5725 – Track and count subjects

Bug 5725 - Track and count subjects

Summary: Track and count subjects

Status:	RESOLVED WONTFIX

Alias:	None

Product:	Spamassassin
Classification:	Unclassified
Component:	Learner (show other bugs)
Version:	3.2.3
Hardware:	Other other

Importance:	P5 enhancement
Target Milestone:	Undefined
Assignee:	SpamAssassin Developer Mailing List

URL:
Whiteboard:
Keywords:

Depends on:
Blocks:

Reported:	2007-11-18 09:05 UTC by Vicki Brown
Modified:	2019-10-02 10:45 UTC (History)
CC List:	1 user (show)

Attachment	Type	Modified	Status	Actions	Submitter/CLA Status
Add an attachment (proposed patch, testcase, etc.)

Note You need to log in before you can comment on or make changes to this bug.

Description Vicki Brown 2007-11-18 09:05:36 UTC

I delete all spam with a score of 4 or aove. I review anything below 3.  In
those mailboxes, I sort by subject.

I've noticed that there is a lot of duplication in the subjects of spoam messages.

I would like to see SA track subjects and watch for matches. As a given subject
is repeated, the score should go up.

Comment 1 Matt Kettler 2007-11-18 10:22:29 UTC

I think at a casual glance it might look like a good idea, but I'm not so sure
after spending a bit of time thinking about it. Consider the following points.

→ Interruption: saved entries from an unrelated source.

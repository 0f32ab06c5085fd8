//! The history stack.
//!
//! A chronological log of every submitted line plus a cursor used for
//! up/down recall. The cursor ranges over `[0, len]`; `cursor == len`
//! means "past the end", i.e. nothing recalled yet.

/// Submitted-line log with a recall cursor.
#[derive(Debug, Default)]
pub struct History {
    entries: Vec<String>,
    cursor: usize,
}

impl History {
    pub fn new() -> Self {
        Self::default()
    }

    /// Append a line and park the cursor past the end.
    pub fn record(&mut self, line: &str) {
        self.entries.push(line.to_string());
        self.cursor = self.entries.len();
    }

    /// Step the cursor back one entry and return it.
    ///
    /// No-op (returns None) when the cursor is already at the oldest entry.
    pub fn recall_previous(&mut self) -> Option<&str> {
        if self.cursor == 0 {
            return None;
        }
        self.cursor -= 1;
        Some(self.entries[self.cursor].as_str())
    }

    /// Step the cursor forward one entry and return it.
    ///
    /// No-op (returns None) when the cursor is at or past the newest entry,
    /// so the cursor never reaches `len` again by navigation alone.
    pub fn recall_next(&mut self) -> Option<&str> {
        if self.cursor + 1 >= self.entries.len() {
            return None;
        }
        self.cursor += 1;
        Some(self.entries[self.cursor].as_str())
    }

    /// Drop every entry and reset the cursor to zero.
    pub fn clear(&mut self) {
        self.entries.clear();
        self.cursor = 0;
    }

    /// All recorded lines, oldest first.
    pub fn entries(&self) -> &[String] {
        &self.entries
    }

    pub fn cursor(&self) -> usize {
        self.cursor
    }
}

1) Implementing this would be "expensive" in that you'd need a database to track
the subjects, probably with some form of atime-based expiry like the bayes
system. This isn't really a case against doing it, but does raise the bar for
how effective it should be. We don't want to be spending a lot of time coding a
feature or occupying disk space with databases unless it's going to be really
effective.

2) Subjects repeat a lot, not just in spam. Consider mailing lists like the
spamassassin-users. Just this month there were 25 "Re: It's a fine line..."
subjects (26 if you count the first one without the Re:). Also Consider
subscriber newsletters and notifications. Every month I get a lot of emails such
as "Your bill is now available online" (verizon) "Your M&T E-statement is now
available REF#:xxxxxxx" (my bank, and the reference is always the same, I have 8
of them on hand to check against..) I get these *every* month, and over time the
count piles up. This gets even worse if you consider sysadmin reporting tools
like nagios, which can bombard you with dozens of the same subject a day if part
of your network keeps going up and down.

3) Spammers could easily evade such a system by randomizing subjects if it was
exact match based. They already randomize body text, so this would be trivial.
If it's not exact-match, see 4.

4) SA's existing bayes system already tokenizes subject lines, which has this
same effect, but on a trained basis, not on a counted basis.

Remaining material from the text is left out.